Engaging youth to foster cross-border peace along the Kenya-Ethiopia borderKelah Kathure · February 25, 2021
Samuel Siyel Lotiko was 7 years old when wrongly administered medication led to his total blindness. This life-altering incident meant he had to start school over again, just to learn braille. Now, 21 years later, Samuel is a fixture in his hometown of Illeret in Kenya’s Marsabit County, working fulltime as a community health assistant at a local hospital, and doubling up as a SEEK youth boundary partner. With how well liked and sociable he is, it is easy to see why the graduate of community development and social work is a trusted youth leader. His interest in peacebuilding came about when he worked at the Pastoralist Community Initiative and Development Assistance (PACIDA) – an organization based in Marsabit – where he served as part of the conflict early warning system team. From then on, he attended every training, seminar and workshop he could find to learn more about peace and conflict resolution. Through dialogue events and training workshops offered by SEEK consortium partner Strategies for Northern Development (SND), Samuel made the leap from interest to action.
As an active member of an 11-person youth peace leaders’ group, Samuel explains that their main responsibility is to gather and share information on potential conflicts – such as raids – with security agents, or other relevant administration officers. He says, “We aim, as a group, to ensure peaceful coexistence at grassroot level – right from home and community – all the way to inter-community level. Security agents and local administration have so far been quick to act on our tips, which greatly boosts our confidence in them. However, challenges such as distance and lack of network coverage in some areas sometimes hinder recovery of stolen animals.” Samuel is one among the 200 boundary partners (change agents) that the SEEK project engages to foster peaceful co-existence and communal reconciliation along the Kenya-Ethiopia border through the collection and sharing of early conflict information, convening of peace dialogues and rapid response to conflict situations.
Cultural practices still play a major part in inciting or sustaining inter-community conflict, and for vulnerable youth plagued by unemployment and social exclusion, desperate actions to fit in become the norm. As Samuel shares, a common practice is that, for example, if a Dassenach youth kills a Gabra youth, he is made out to look like some type of hero by his family and the community, and is rewarded with lavish gifts such as cows and goats. “Peace dialogues facilitated by SEEK/SND between Gabra-Dassenach and Gabra-Hamer youth have been very helpful in sensitizing people on the importance of peace. The project has also facilitated cross-border activities, where youth from Ethiopia and Kenya have received training on entrepreneurship. This gives us the knowledge, skills and confidence to not only work together and live peacefully together, but to also create livelihoods.”

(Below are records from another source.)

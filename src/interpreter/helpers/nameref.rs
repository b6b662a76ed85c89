//! Nameref (declare -n) support
//!
//! Namerefs are variables that reference other variables by name.
//! When a nameref is accessed, it transparently dereferences to the target variable.

use std::collections::{HashMap, HashSet};
use regex_lite::Regex;
use crate::interpreter::types::InterpreterState;

/// Check if a variable is a nameref.
pub fn is_nameref(state: &InterpreterState, name: &str) -> bool {
    state.namerefs.as_ref().map_or(false, |refs| refs.contains(name))
}

/// Mark a variable as a nameref.
pub fn mark_nameref(state: &mut InterpreterState, name: &str) {
    if state.namerefs.is_none() {
        state.namerefs = Some(HashSet::new());
    }
    state.namerefs.as_mut().unwrap().insert(name.to_string());
}

/// Remove the nameref attribute from a variable.
pub fn unmark_nameref(state: &mut InterpreterState, name: &str) {
    if let Some(ref mut refs) = state.namerefs {
        refs.remove(name);
    }
    if let Some(ref mut bound) = state.bound_namerefs {
        bound.remove(name);
    }
    if let Some(ref mut invalid) = state.invalid_namerefs {
        invalid.remove(name);
    }
}

/// Mark a nameref as having an "invalid" target at creation time.
/// Invalid namerefs always read/write their value directly, never resolving.
pub fn mark_nameref_invalid(state: &mut InterpreterState, name: &str) {
    if state.invalid_namerefs.is_none() {
        state.invalid_namerefs = Some(HashSet::new());
    }
    state.invalid_namerefs.as_mut().unwrap().insert(name.to_string());
}

/// Check if a nameref was created with an invalid target.
fn is_nameref_invalid(state: &InterpreterState, name: &str) -> bool {
    state.invalid_namerefs.as_ref().map_or(false, |refs| refs.contains(name))
}

/// Mark a nameref as "bound" - meaning its target existed at creation time.
/// This is kept for tracking purposes but is currently not used in resolution.
pub fn mark_nameref_bound(state: &mut InterpreterState, name: &str) {
    if state.bound_namerefs.is_none() {
        state.bound_namerefs = Some(HashSet::new());
    }
    state.bound_namerefs.as_mut().unwrap().insert(name.to_string());
}

/// Check if a name refers to a valid, existing variable or array element.
/// Used to determine if a nameref target is "real" or just a stored value.
pub fn target_exists(state: &InterpreterState, env: &HashMap<String, String>, target: &str) -> bool {
    // Check for array subscript
    let array_re = Regex::new(r"^([a-zA-Z_][a-zA-Z0-9_]*)\[(.+)\]$").unwrap();
    if let Some(caps) = array_re.captures(target) {
        let array_name = &caps[1];
        // Check if array exists (has any elements or is declared as assoc)
        let prefix = format!("{}_", array_name);
        let has_elements = env.keys().any(|k| k.starts_with(&prefix) && !k.contains("__"));
        let is_assoc = state.associative_arrays.as_ref().map_or(false, |a| a.contains(array_name));
        return has_elements || is_assoc;
    }

    // Check if it's an array (stored as target_0, target_1, etc.)
    let prefix = format!("{}_", target);
    let has_array_elements = env.keys().any(|k| k.starts_with(&prefix) && !k.contains("__"));
    if has_array_elements {
        return true;
    }

    // Check if scalar variable exists
    env.contains_key(target)
}

/// Resolve a nameref chain to the final variable name.
/// Returns the original name if it's not a nameref.
/// Returns None if circular reference detected.
///
/// # Arguments
/// * `state` - The interpreter state
/// * `env` - The environment variables
/// * `name` - The variable name to resolve
/// * `max_depth` - Maximum chain depth to prevent infinite loops (default 100)
pub fn resolve_nameref(
    state: &InterpreterState,
    env: &HashMap<String, String>,
    name: &str,
    max_depth: Option<usize>,
) -> Option<String> {
    let max_depth = max_depth.unwrap_or(100);

    // If not a nameref, return as-is
    if !is_nameref(state, name) {
        return Some(name.to_string());
    }

    // If the nameref was created with an invalid target, it should never resolve.
    // It acts as a regular variable, returning its value directly.
    if is_nameref_invalid(state, name) {
        return Some(name.to_string());
    }

    let mut seen: HashSet<String> = HashSet::new();
    let mut current = name.to_string();
    let mut remaining_depth = max_depth;

    let valid_target_re = Regex::new(r"^[a-zA-Z_][a-zA-Z0-9_]*(\[.+\])?$").unwrap();

    while remaining_depth > 0 {
        remaining_depth -= 1;

        // Detect circular reference
        if seen.contains(&current) {
            return None;
        }
        seen.insert(current.clone());

        // If not a nameref, we've reached the target
        if !is_nameref(state, &current) {
            return Some(current);
        }

        // Get the target name from the variable's value
        let target = env.get(&current);
        let target_str = target.map(|s| s.as_str()).unwrap_or("");
        if target_str.is_empty() {
            // Empty or unset nameref - return the nameref itself
            return Some(current);
        }

        // Validate target is a valid variable name (not special chars like #, @, *, etc.)
        // Allow array subscripts like arr[0] or arr[@]
        // Note: Numeric-only targets like '1' are NOT valid - bash doesn't resolve namerefs
        // to positional parameters. The nameref keeps its literal value.
        if !valid_target_re.is_match(target_str) {
            // Invalid nameref target - return the nameref itself (bash behavior)
            return Some(current);
        }

        // Always resolve to the target for reading
        // (The target may not exist, which will result in empty string on read)
        current = target_str.to_string();
    }

    // Max depth exceeded - likely circular reference
    None
}

/// Get the target name of a nameref (what it points to).
/// Returns the variable's value if it's a nameref, None otherwise.
pub fn get_nameref_target(
    state: &InterpreterState,
    env: &HashMap<String, String>,
    name: &str,
) -> Option<String> {
    if !is_nameref(state, name) {
        return None;
    }
    env.get(name).cloned()
}

/// Result of resolving a nameref for assignment.
#[derive(Debug, Clone, PartialEq)]
pub enum NamerefAssignmentResult {
    /// The resolved target name
    Target(String),
    /// Skip the assignment (no-op) - nameref is empty and value is not an existing variable
    Skip,
    /// Circular reference detected
    Circular,
}

/// Resolve a nameref for assignment purposes.
/// Unlike resolve_nameref, this will resolve to the target variable name
/// even if the target doesn't exist yet (allowing creation).
///
/// # Arguments
/// * `state` - The interpreter state
/// * `env` - The environment variables
/// * `name` - The variable name to resolve
/// * `value_being_assigned` - The value being assigned (needed for empty nameref handling)
/// * `max_depth` - Maximum chain depth to prevent infinite loops
pub fn resolve_nameref_for_assignment(
    state: &InterpreterState,
    env: &HashMap<String, String>,
    name: &str,
    value_being_assigned: Option<&str>,
    max_depth: Option<usize>,
) -> NamerefAssignmentResult {
    let max_depth = max_depth.unwrap_or(100);

    // If not a nameref, return as-is
    if !is_nameref(state, name) {
        return NamerefAssignmentResult::Target(name.to_string());
    }

    // If the nameref was created with an invalid target, it should never resolve.
    // It acts as a regular variable, so assignment goes directly to it.
    if is_nameref_invalid(state, name) {
        return NamerefAssignmentResult::Target(name.to_string());
    }

    let mut seen: HashSet<String> = HashSet::new();
    let mut current = name.to_string();
    let mut remaining_depth = max_depth;

    let valid_name_re = Regex::new(r"^[a-zA-Z_][a-zA-Z0-9_]*$").unwrap();
    let valid_target_re = Regex::new(r"^[a-zA-Z_][a-zA-Z0-9_]*(\[.+\])?$").unwrap();

    while remaining_depth > 0 {
        remaining_depth -= 1;

        // Detect circular reference
        if seen.contains(&current) {
            return NamerefAssignmentResult::Circular;
        }
        seen.insert(current.clone());

        // If not a nameref, we've reached the target
        if !is_nameref(state, &current) {
            return NamerefAssignmentResult::Target(current);
        }

        // Get the target name from the variable's value
        let target = env.get(&current);
        let target_str = target.map(|s| s.as_str()).unwrap_or("");
        if target_str.is_empty() {
            // Empty or unset nameref - special handling based on value being assigned
            // If the value is a valid variable name AND that variable exists, set it as target
            // Otherwise, the assignment is a no-op
            if let Some(value) = value_being_assigned {
                let is_valid_name = valid_name_re.is_match(value);
                if is_valid_name && target_exists(state, env, value) {
                    // Value is an existing variable - set it as the target
                    return NamerefAssignmentResult::Target(current);
                }
                // Value is not an existing variable - skip assignment (no-op)
                return NamerefAssignmentResult::Skip;
            }
            // No value provided - return the nameref itself
            return NamerefAssignmentResult::Target(current);
        }

        // Validate target is a valid variable name (not special chars like #, @, *, etc.)
        // Allow array subscripts like arr[0] or arr[@]
        if !valid_target_re.is_match(target_str) {
            // Invalid nameref target - assign to the nameref itself
            return NamerefAssignmentResult::Target(current);
        }

        current = target_str.to_string();
    }

    // Max depth exceeded - likely circular reference
    NamerefAssignmentResult::Circular
}

#[cfg(test)]
mod tests {
    use super::*;

    fn make_state() -> InterpreterState {
        InterpreterState::default()
    }

    fn make_env() -> HashMap<String, String> {
        HashMap::new()
    }

    #[test]
    fn test_is_nameref() {
        let mut state = make_state();
        assert!(!is_nameref(&state, "foo"));

        mark_nameref(&mut state, "foo");
        assert!(is_nameref(&state, "foo"));
        assert!(!is_nameref(&state, "bar"));
    }

    #[test]
    fn test_unmark_nameref() {
        let mut state = make_state();
        mark_nameref(&mut state, "foo");
        mark_nameref_bound(&mut state, "foo");
        mark_nameref_invalid(&mut state, "foo");

        assert!(is_nameref(&state, "foo"));

        unmark_nameref(&mut state, "foo");
        assert!(!is_nameref(&state, "foo"));
    }

    #[test]
    fn test_resolve_nameref_not_nameref() {
        let state = make_state();
        let env = make_env();

        let result = resolve_nameref(&state, &env, "foo", None);
        assert_eq!(result, Some("foo".to_string()));
    }

    #[test]
    fn test_resolve_nameref_simple() {
        let mut state = make_state();
        let mut env = make_env();

        // foo -> bar
        mark_nameref(&mut state, "foo");
        env.insert("foo".to_string(), "bar".to_string());
        env.insert("bar".to_string(), "value".to_string());

        let result = resolve_nameref(&state, &env, "foo", None);
        assert_eq!(result, Some("bar".to_string()));
    }

    #[test]
    fn test_resolve_nameref_chain() {
        let mut state = make_state();
        let mut env = make_env();

        // a -> b -> c
        mark_nameref(&mut state, "a");
        mark_nameref(&mut state, "b");
        env.insert("a".to_string(), "b".to_string());
        env.insert("b".to_string(), "c".to_string());
        env.insert("c".to_string(), "value".to_string());

        let result = resolve_nameref(&state, &env, "a", None);
        assert_eq!(result, Some("c".to_string()));
    }

    #[test]
    fn test_resolve_nameref_circular() {
        let mut state = make_state();
        let mut env = make_env();

        // a -> b -> a (circular)
        mark_nameref(&mut state, "a");
        mark_nameref(&mut state, "b");
        env.insert("a".to_string(), "b".to_string());
        env.insert("b".to_string(), "a".to_string());

        let result = resolve_nameref(&state, &env, "a", None);
        assert_eq!(result, None);
    }

    #[test]
    fn test_resolve_nameref_invalid_target() {
        let mut state = make_state();
        let mut env = make_env();

        // foo -> "123" (invalid target - numeric only)
        mark_nameref(&mut state, "foo");
        env.insert("foo".to_string(), "123".to_string());

        let result = resolve_nameref(&state, &env, "foo", None);
        assert_eq!(result, Some("foo".to_string()));
    }

    #[test]
    fn test_resolve_nameref_empty() {
        let mut state = make_state();
        let env = make_env();

        // foo is a nameref but has no value
        mark_nameref(&mut state, "foo");

        let result = resolve_nameref(&state, &env, "foo", None);
        assert_eq!(result, Some("foo".to_string()));
    }

    #[test]
    fn test_get_nameref_target() {
        let mut state = make_state();
        let mut env = make_env();

        // Not a nameref
        assert_eq!(get_nameref_target(&state, &env, "foo"), None);

        // Nameref with target
        mark_nameref(&mut state, "foo");
        env.insert("foo".to_string(), "bar".to_string());

        assert_eq!(get_nameref_target(&state, &env, "foo"), Some("bar".to_string()));
    }

    #[test]
    fn test_target_exists_scalar() {
        let state = make_state();
        let mut env = make_env();

        assert!(!target_exists(&state, &env, "foo"));

        env.insert("foo".to_string(), "value".to_string());
        assert!(target_exists(&state, &env, "foo"));
    }

    #[test]
    fn test_target_exists_array() {
        let state = make_state();
        let mut env = make_env();

        assert!(!target_exists(&state, &env, "arr"));

        // Add array element
        env.insert("arr_0".to_string(), "first".to_string());
        assert!(target_exists(&state, &env, "arr"));
    }

    #[test]
    fn test_resolve_nameref_for_assignment_skip() {
        let mut state = make_state();
        let env = make_env();

        // Empty nameref with non-existent variable value
        mark_nameref(&mut state, "ref");

        let result = resolve_nameref_for_assignment(&state, &env, "ref", Some("nonexistent"), None);
        assert_eq!(result, NamerefAssignmentResult::Skip);
    }

    #[test]
    fn test_resolve_nameref_for_assignment_to_existing() {
        let mut state = make_state();
        let mut env = make_env();

        // Empty nameref, but value being assigned IS an existing variable name
        mark_nameref(&mut state, "ref");
        env.insert("target".to_string(), "exists".to_string());

        let result = resolve_nameref_for_assignment(&state, &env, "ref", Some("target"), None);
        assert_eq!(result, NamerefAssignmentResult::Target("ref".to_string()));
    }
}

“It is high time we stop making an entire tribe out to be the villain, and instead resolve conflict with the individual who instigated it – and in the most amiable way possible.”

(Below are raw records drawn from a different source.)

//! Array Slicing and Transform Operations
//!
//! Handles array expansion with slicing and transform operators:
//! - "${arr[@]:offset}" and "${arr[@]:offset:length}" - array slicing
//! - "${arr[@]@a}", "${arr[@]@P}", "${arr[@]@Q}" - transform operations

use crate::interpreter::expansion::{
    expand_prompt, get_array_elements, get_variable_attributes, quote_value,
};
use crate::interpreter::helpers::get_ifs_separator;
use crate::interpreter::InterpreterState;

/// Apply array slicing operation.
/// offset and length should be pre-evaluated (arithmetic evaluation requires async).
pub fn apply_array_slicing(
    state: &InterpreterState,
    array_name: &str,
    is_star: bool,
    offset: i64,
    length: Option<i64>,
) -> Result<Vec<String>, String> {
    // Slicing associative arrays doesn't make sense - error out
    if state
        .associative_arrays
        .as_ref()
        .map(|aa| aa.contains(array_name))
        .unwrap_or(false)
    {
        return Err(format!(
            "bash: ${{{}[@]: 0: 3}}: bad substitution",
            array_name
        ));
    }

    // Get array elements (sorted by index)
    let elements = get_array_elements(state, array_name);

    // For sparse arrays, offset refers to index position, not element position
    // Find the first element whose index >= offset (or computed index for negative offset)
    let start_idx: usize;
    if offset < 0 {
        // Negative offset: count from maxIndex + 1
        if !elements.is_empty() {
            let last_idx = match &elements[elements.len() - 1].0 {
                crate::interpreter::expansion::ArrayIndex::Numeric(n) => *n,
                _ => 0,
            };
            let target_index = last_idx + 1 + offset;
            // If target index is negative, return empty (out of bounds)
            if target_index < 0 {
                return Ok(vec![]);
            }
            // Find first element with index >= targetIndex
            start_idx = elements
                .iter()
                .position(|(idx, _)| match idx {
                    crate::interpreter::expansion::ArrayIndex::Numeric(n) => *n >= target_index,
                    _ => false,
                })
                .unwrap_or(elements.len());
        } else {
            start_idx = 0;
        }
    } else {
        // Positive offset: find first element with index >= offset
        start_idx = elements
            .iter()
            .position(|(idx, _)| match idx {
                crate::interpreter::expansion::ArrayIndex::Numeric(n) => *n >= offset,
                _ => false,
            })
            .unwrap_or(elements.len());
    }

    let sliced_values: Vec<String> = if let Some(len) = length {
        if len < 0 {
            // Negative length is an error for array slicing in bash
            return Err(format!(
                "{}[@]: substring expression < 0",
                array_name
            ));
        }
        // Take 'length' elements starting from start_idx
        elements
            .iter()
            .skip(start_idx)
            .take(len as usize)
            .map(|(_, v)| v.clone())
            .collect()
    } else {
        // Take all elements starting from start_idx
        elements.iter().skip(start_idx).map(|(_, v)| v.clone()).collect()
    };

    if sliced_values.is_empty() {
        return Ok(vec![]);
    }

    if is_star {
        // "${arr[*]:n:m}" - join with IFS into one word
        let ifs_sep = get_ifs_separator(&state.env);
        Ok(vec![sliced_values.join(ifs_sep)])
    } else {
        // "${arr[@]:n:m}" - each element as a separate word
        Ok(sliced_values)
    }
}

/// Apply array transform operations like @a, @P, @Q, @u, @U, @L.
pub fn apply_array_transform(
    state: &InterpreterState,
    array_name: &str,
    is_star: bool,
    operator: &str,
) -> Vec<String> {
    // Get array elements
    let elements = get_array_elements(state, array_name);

    // If no elements, check for scalar (treat as single-element array)
    if elements.is_empty() {
        if let Some(scalar_value) = state.env.get(array_name) {
            // Scalar variable - return based on operator
            let result_value = match operator {
                "a" => String::new(), // Scalars have no array attribute
                "P" => expand_prompt(state, scalar_value),
                "Q" => quote_value(scalar_value),
                "u" => {
                    let mut chars = scalar_value.chars();
                    match chars.next() {
                        None => String::new(),
                        Some(c) => c.to_uppercase().to_string() + chars.as_str(),
                    }
                }
                "U" => scalar_value.to_uppercase(),
                "L" => scalar_value.to_lowercase(),
                _ => scalar_value.clone(),
            };
            return vec![result_value];
        }
        // Variable is unset
        if is_star {
            return vec![String::new()];
        }
        return vec![];
    }

    // Get the attribute for this array (same for all elements)
    let array_attr = get_variable_attributes(state, array_name);

    // Transform each element based on operator
    let transformed_values: Vec<String> = match operator {
        "a" => {
            // Return attribute letter for each element
            // All elements of the same array have the same attribute
            elements.iter().map(|_| array_attr.clone()).collect()
        }
        "P" => {
            // Apply prompt expansion to each element
            elements
                .iter()
                .map(|(_, v)| expand_prompt(state, v))
                .collect()
        }
        "Q" => {
            // Quote each element
            elements.iter().map(|(_, v)| quote_value(v)).collect()
        }
        "u" => {
            // Capitalize first character only (ucfirst)
            elements
                .iter()
                .map(|(_, v)| {
                    let mut chars = v.chars();
                    match chars.next() {
                        None => String::new(),
                        Some(c) => c.to_uppercase().to_string() + chars.as_str(),
                    }
                })
                .collect()
        }
        "U" => {
            // Uppercase all characters
            elements.iter().map(|(_, v)| v.to_uppercase()).collect()
        }
        "L" => {
            // Lowercase all characters
            elements.iter().map(|(_, v)| v.to_lowercase()).collect()
        }
        _ => elements.iter().map(|(_, v)| v.clone()).collect(),
    };

    if is_star {
        // "${arr[*]@X}" - join all values with IFS into one word
        let ifs_sep = get_ifs_separator(&state.env);
        vec![transformed_values.join(ifs_sep)]
    } else {
        // "${arr[@]@X}" - each value as a separate word
        transformed_values
    }
}

#[cfg(test)]
mod tests {
    use super::*;
    use std::collections::HashMap;

    fn make_state() -> InterpreterState {
        let mut env = HashMap::new();
        env.insert("arr_0".to_string(), "hello".to_string());
        env.insert("arr_1".to_string(), "world".to_string());
        env.insert("arr_2".to_string(), "foo".to_string());
        InterpreterState {
            env,
            ..Default::default()
        }
    }

    #[test]
    fn test_array_slicing_basic() {
        let state = make_state();
        let result = apply_array_slicing(&state, "arr", false, 1, None).unwrap();
        assert_eq!(result, vec!["world", "foo"]);
    }

    #[test]
    fn test_array_slicing_with_length() {
        let state = make_state();
        let result = apply_array_slicing(&state, "arr", false, 0, Some(2)).unwrap();
        assert_eq!(result, vec!["hello", "world"]);
    }

    #[test]
    fn test_array_slicing_star() {
        let state = make_state();
        let result = apply_array_slicing(&state, "arr", true, 0, None).unwrap();
        assert_eq!(result, vec!["hello world foo"]);
    }

    #[test]
    fn test_array_transform_uppercase() {
        let state = make_state();
        let result = apply_array_transform(&state, "arr", false, "U");
        assert_eq!(result, vec!["HELLO", "WORLD", "FOO"]);
    }

    #[test]
    fn test_array_transform_lowercase() {
        let mut state = make_state();
        state.env.insert("upper_0".to_string(), "HELLO".to_string());
        state.env.insert("upper_1".to_string(), "WORLD".to_string());
        let result = apply_array_transform(&state, "upper", false, "L");
        assert_eq!(result, vec!["hello", "world"]);
    }

    #[test]
    fn test_array_transform_quote() {
        let state = make_state();
        let result = apply_array_transform(&state, "arr", false, "Q");
        assert_eq!(result, vec!["'hello'", "'world'", "'foo'"]);
    }

    #[test]
    fn test_array_transform_star() {
        let state = make_state();
        let result = apply_array_transform(&state, "arr", true, "U");
        assert_eq!(result, vec!["HELLO WORLD FOO"]);
    }
}
use async_trait::async_trait;
use crate::commands::{Command, CommandContext, CommandResult};

const ALIAS_PREFIX: &str = "BASH_ALIAS_";

pub struct AliasCommand;

#[async_trait]
impl Command for AliasCommand {
    fn name(&self) -> &'static str { "alias" }

    async fn execute(&self, mut ctx: CommandContext) -> CommandResult {
        if ctx.args.iter().any(|a| a == "--help") {
            return CommandResult::success(
                "alias - define or display aliases\n\nUsage: alias [name[=value] ...]\n".to_string()
            );
        }

        if ctx.args.is_empty() {
            let mut stdout = String::new();
            for (key, value) in &ctx.env {
                if let Some(name) = key.strip_prefix(ALIAS_PREFIX) {
                    stdout.push_str(&format!("alias {}='{}'\n", name, value));
                }
            }
            return CommandResult::success(stdout);
        }

        let args: Vec<_> = if ctx.args.first().map(|s| s.as_str()) == Some("--") {
            ctx.args[1..].to_vec()
        } else {
            ctx.args.clone()
        };

        for arg in args {
            if let Some(eq_idx) = arg.find('=') {
                let name = &arg[..eq_idx];
                let mut value = arg[eq_idx + 1..].to_string();
                if (value.starts_with('\'') && value.ends_with('\''))
                    || (value.starts_with('"') && value.ends_with('"'))
                {
                    value = value[1..value.len() - 1].to_string();
                }
                ctx.env.insert(format!("{}{}", ALIAS_PREFIX, name), value);
            } else {
                let key = format!("{}{}", ALIAS_PREFIX, arg);
                if let Some(value) = ctx.env.get(&key) {
                    return CommandResult::success(format!("alias {}='{}'\n", arg, value));
                } else {
                    return CommandResult::with_exit_code(
                        String::new(),
                        format!("alias: {}: not found\n", arg),
                        1,
                    );
                }
            }
        }

        CommandResult::success(String::new())
    }
}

Samuel shares that the most significant takeaway from his work as a boundary partner is a change in perspective regarding conflict. “We grew up knowing that all Gabra are bad,” he says, “but that is not the case. The attitude should be that one person, who happens to be Gabra, made a mistake. It is high time we stop making an entire tribe out to be the villain, and instead resolve conflict with the individual who instigated it – and in the most amiable way possible.”
Samuel shares, “Thanks to SEEK, I now have a greater understanding of peace dynamics, and how best I can use my skills to contribute to peace in my community. I am confident enough to intervene in disagreements I come across and help the conflicting parties to resolve their problem amicably.”
When asked how blindness affects him, Samuel admits that living and working with a disability has its challenges, but he is quick to explain that this does not make him any less capable of carrying out his duties. He does, however, conclude with a call for more intentional inclusion of special needs peace champions. “I don’t need sympathy, I only need a chance,” he says. “I urge the local administration and peace actors in Illeret to make more accommodations for special needs individuals. In my case, that means providing materials to read and write in braille. For others, it means assistance in the form of minders or guides.”
For the past three years, Pact’s SEEK project (Selam Ekisil), which is funded by the European Union Trust Fund for Africa, has worked to mitigate potential conflict and foster peaceful coexistence along the Kenya-Ethiopia border. Through SEEK, Pact and its local partners are addressing root causes of violence and helping communities to the lead the way in building lasting conflict management systems and institutions.